- About this task:
Each line of the data holding "produced" should be found and copied.

[Collected data]
──────

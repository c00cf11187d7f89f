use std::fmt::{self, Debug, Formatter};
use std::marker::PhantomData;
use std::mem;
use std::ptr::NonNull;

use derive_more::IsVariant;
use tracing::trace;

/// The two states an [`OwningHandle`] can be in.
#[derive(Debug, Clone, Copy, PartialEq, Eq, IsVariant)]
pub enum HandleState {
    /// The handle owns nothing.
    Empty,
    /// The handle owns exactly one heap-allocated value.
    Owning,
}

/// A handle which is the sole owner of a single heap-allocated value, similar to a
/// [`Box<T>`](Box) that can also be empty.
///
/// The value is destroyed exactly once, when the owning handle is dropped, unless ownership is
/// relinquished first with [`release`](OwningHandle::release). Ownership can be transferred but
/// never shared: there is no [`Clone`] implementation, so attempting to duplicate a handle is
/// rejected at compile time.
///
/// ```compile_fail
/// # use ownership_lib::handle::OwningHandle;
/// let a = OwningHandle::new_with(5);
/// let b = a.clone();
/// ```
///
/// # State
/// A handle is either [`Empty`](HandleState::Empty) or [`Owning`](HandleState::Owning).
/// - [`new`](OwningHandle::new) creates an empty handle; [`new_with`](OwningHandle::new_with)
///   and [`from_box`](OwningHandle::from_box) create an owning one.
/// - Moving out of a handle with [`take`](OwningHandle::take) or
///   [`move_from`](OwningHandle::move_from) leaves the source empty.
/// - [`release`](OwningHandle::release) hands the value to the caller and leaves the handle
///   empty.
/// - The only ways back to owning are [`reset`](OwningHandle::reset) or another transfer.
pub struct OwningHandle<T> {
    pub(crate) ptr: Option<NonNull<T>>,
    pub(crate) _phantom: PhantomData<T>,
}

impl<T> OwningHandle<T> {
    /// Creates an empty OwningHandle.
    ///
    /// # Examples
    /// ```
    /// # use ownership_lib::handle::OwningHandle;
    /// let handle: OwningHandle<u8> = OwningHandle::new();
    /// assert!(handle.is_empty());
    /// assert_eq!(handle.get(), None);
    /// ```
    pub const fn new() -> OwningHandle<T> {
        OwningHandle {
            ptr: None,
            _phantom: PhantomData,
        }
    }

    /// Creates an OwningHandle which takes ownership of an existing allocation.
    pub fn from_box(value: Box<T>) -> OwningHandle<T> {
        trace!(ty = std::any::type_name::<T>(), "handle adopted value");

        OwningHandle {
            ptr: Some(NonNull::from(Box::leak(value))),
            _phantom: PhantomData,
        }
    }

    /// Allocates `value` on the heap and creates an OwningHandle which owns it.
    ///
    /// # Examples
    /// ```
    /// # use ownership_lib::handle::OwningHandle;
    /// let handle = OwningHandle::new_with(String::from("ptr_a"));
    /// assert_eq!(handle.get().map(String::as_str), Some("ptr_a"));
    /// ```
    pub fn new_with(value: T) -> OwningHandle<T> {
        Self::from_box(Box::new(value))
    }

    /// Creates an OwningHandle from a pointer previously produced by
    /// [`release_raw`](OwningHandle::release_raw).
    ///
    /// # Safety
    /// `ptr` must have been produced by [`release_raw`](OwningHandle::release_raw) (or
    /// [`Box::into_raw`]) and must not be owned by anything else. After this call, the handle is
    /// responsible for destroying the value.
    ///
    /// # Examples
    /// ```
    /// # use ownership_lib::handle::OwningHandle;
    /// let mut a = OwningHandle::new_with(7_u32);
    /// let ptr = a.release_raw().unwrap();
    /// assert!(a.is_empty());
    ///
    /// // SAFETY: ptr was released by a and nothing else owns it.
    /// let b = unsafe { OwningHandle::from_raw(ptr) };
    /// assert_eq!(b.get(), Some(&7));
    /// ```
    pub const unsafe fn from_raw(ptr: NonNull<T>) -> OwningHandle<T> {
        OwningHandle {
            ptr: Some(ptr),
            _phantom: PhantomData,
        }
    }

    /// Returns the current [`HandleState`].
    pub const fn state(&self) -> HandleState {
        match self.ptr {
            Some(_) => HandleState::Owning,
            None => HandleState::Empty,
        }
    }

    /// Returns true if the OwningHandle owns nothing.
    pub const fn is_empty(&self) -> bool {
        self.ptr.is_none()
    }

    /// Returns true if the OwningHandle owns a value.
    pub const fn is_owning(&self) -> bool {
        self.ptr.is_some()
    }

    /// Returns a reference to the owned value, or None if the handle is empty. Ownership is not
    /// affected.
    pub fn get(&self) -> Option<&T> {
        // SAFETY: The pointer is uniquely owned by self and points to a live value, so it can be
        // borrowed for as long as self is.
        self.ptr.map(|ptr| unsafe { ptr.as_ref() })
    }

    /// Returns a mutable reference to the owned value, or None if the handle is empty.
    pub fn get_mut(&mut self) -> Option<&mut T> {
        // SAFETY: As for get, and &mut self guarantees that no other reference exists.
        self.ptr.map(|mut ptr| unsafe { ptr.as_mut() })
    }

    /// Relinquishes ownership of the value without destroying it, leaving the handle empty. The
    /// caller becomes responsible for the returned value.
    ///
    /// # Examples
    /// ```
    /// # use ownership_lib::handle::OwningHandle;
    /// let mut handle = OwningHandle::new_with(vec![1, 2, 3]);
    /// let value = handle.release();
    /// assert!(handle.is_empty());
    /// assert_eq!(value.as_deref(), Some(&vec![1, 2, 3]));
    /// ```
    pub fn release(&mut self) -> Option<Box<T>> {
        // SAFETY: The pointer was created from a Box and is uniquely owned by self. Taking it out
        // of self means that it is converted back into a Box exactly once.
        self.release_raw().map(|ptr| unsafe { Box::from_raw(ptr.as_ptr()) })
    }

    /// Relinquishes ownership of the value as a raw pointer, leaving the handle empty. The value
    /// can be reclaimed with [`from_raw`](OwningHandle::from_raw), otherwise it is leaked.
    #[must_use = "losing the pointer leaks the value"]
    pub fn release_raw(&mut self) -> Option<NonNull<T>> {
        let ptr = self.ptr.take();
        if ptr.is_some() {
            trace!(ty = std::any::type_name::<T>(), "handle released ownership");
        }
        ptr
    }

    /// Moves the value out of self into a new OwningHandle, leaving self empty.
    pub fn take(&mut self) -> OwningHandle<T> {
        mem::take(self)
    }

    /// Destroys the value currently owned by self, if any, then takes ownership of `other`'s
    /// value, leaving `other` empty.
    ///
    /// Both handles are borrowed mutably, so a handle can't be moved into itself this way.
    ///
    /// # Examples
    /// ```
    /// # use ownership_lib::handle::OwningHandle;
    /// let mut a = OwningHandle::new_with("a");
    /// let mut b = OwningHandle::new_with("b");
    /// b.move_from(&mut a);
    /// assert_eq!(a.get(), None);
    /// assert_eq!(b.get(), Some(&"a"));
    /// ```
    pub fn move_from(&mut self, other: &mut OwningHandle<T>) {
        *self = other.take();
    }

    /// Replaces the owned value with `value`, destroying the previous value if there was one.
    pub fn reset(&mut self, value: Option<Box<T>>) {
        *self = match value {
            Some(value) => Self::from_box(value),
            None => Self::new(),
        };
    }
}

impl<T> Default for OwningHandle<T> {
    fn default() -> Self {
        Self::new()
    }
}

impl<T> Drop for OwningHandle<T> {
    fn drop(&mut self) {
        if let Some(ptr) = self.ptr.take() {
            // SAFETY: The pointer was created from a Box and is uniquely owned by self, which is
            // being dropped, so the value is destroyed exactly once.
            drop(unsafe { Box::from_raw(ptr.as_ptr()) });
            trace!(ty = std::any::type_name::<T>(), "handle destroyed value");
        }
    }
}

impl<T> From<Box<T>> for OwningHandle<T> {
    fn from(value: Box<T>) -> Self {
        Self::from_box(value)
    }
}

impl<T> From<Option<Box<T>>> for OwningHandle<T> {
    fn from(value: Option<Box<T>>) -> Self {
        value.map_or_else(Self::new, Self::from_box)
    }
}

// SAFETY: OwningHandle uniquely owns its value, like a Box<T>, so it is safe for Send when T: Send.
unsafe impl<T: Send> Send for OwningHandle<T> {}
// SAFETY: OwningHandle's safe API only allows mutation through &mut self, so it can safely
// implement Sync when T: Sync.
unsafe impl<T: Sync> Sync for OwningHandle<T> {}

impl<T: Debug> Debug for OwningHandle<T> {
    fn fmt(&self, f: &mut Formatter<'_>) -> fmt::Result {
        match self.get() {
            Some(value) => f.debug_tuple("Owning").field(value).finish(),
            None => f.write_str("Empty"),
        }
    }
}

──────

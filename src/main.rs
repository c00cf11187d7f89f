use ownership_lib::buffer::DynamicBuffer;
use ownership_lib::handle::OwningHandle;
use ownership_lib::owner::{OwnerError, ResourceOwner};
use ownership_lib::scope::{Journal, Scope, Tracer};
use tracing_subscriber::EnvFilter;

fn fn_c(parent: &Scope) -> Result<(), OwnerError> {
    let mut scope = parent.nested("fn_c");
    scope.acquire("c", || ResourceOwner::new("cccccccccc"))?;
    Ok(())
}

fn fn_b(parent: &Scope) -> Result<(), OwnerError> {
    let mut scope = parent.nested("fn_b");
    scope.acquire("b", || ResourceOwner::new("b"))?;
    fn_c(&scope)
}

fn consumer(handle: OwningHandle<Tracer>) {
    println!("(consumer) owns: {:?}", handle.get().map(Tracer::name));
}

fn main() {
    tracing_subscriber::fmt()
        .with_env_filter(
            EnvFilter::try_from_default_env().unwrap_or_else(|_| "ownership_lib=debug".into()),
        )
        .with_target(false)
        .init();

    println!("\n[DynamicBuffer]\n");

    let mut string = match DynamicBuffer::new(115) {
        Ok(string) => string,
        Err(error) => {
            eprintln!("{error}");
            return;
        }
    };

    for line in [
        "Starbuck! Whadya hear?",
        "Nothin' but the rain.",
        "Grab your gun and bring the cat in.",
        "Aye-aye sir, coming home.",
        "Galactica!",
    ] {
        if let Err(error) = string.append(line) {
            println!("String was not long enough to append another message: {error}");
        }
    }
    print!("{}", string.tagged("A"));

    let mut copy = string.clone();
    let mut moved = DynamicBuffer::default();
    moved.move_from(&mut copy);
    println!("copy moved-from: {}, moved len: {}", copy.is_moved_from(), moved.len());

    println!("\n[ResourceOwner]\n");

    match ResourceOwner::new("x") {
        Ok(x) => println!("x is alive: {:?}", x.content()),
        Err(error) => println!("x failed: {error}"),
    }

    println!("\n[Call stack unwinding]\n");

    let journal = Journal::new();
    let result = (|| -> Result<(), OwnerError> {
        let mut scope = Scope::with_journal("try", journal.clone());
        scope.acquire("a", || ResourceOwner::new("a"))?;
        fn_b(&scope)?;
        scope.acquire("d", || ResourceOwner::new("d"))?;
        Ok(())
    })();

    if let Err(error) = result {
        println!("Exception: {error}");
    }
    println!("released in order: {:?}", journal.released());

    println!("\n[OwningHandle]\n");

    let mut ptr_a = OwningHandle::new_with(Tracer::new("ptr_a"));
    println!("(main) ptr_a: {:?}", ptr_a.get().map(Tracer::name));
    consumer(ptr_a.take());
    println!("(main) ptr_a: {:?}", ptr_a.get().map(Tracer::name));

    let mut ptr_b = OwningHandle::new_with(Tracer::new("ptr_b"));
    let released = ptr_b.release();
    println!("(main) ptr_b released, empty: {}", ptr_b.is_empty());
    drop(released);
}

──────

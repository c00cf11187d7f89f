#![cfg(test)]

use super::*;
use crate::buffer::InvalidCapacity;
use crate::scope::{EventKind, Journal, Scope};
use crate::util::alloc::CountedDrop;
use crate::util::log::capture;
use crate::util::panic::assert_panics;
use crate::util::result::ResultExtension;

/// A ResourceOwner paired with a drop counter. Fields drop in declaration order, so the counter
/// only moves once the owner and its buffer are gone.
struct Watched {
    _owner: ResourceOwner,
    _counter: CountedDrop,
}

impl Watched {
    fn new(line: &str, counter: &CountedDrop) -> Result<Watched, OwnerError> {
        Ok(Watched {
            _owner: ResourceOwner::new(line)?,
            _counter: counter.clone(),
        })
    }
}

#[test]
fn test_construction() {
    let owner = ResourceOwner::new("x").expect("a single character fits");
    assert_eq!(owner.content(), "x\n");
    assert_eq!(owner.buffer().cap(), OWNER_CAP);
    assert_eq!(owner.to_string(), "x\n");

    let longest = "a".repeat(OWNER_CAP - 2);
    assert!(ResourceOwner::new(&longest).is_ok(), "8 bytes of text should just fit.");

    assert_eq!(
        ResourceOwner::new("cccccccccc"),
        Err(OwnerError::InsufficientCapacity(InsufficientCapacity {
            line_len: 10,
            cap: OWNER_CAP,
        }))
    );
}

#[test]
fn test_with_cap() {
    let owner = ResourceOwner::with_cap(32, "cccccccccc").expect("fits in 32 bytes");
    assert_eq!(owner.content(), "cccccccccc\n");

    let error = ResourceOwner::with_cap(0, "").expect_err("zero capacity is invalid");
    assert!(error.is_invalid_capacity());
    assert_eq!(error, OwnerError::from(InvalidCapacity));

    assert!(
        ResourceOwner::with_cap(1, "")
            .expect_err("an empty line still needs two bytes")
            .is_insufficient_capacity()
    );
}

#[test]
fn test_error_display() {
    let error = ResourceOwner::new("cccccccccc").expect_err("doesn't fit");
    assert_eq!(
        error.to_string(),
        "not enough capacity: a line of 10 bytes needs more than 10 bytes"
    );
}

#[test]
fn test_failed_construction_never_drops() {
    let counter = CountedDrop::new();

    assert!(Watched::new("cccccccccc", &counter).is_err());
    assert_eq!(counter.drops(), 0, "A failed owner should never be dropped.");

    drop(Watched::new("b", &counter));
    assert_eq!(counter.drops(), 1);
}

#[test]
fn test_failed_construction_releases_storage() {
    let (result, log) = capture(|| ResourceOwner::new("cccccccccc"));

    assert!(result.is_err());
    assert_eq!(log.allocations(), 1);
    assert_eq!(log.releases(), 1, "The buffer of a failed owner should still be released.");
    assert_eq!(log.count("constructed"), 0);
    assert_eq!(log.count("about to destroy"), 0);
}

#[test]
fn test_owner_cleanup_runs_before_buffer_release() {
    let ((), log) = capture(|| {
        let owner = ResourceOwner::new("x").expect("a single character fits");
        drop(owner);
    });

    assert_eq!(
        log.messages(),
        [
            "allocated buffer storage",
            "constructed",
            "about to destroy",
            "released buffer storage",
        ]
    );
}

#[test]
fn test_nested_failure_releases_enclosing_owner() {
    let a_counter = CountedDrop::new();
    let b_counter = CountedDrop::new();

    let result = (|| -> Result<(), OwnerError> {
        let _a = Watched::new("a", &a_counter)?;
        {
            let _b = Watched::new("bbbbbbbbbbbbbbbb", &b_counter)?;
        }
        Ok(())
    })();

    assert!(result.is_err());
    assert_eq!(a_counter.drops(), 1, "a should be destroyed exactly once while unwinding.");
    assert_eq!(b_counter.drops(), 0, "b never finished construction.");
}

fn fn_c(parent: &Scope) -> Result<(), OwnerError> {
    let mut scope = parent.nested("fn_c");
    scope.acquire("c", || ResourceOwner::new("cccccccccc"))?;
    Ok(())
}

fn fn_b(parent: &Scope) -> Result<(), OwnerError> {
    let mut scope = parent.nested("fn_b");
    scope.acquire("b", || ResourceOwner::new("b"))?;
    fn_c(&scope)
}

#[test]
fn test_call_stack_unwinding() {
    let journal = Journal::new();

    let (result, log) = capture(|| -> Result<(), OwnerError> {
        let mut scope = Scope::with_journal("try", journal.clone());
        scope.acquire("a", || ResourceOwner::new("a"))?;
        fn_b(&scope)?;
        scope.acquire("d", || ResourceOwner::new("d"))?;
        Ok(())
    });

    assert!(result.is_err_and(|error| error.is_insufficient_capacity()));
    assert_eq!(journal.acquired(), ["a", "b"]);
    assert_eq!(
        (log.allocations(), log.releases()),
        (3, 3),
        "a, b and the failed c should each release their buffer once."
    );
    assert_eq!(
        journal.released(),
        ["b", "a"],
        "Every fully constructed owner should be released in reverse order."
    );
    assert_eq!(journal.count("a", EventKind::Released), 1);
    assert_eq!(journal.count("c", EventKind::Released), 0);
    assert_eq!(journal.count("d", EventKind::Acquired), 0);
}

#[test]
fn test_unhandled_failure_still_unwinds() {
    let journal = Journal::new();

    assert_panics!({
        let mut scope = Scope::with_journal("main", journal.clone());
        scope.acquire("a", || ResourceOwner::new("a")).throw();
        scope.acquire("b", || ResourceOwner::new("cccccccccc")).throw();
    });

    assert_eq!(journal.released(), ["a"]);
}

──────

- Task output:
    /// Creates an OwningHandle from a pointer previously produced by
    /// `ptr` must have been produced by [`release_raw`](OwningHandle::release_raw) (or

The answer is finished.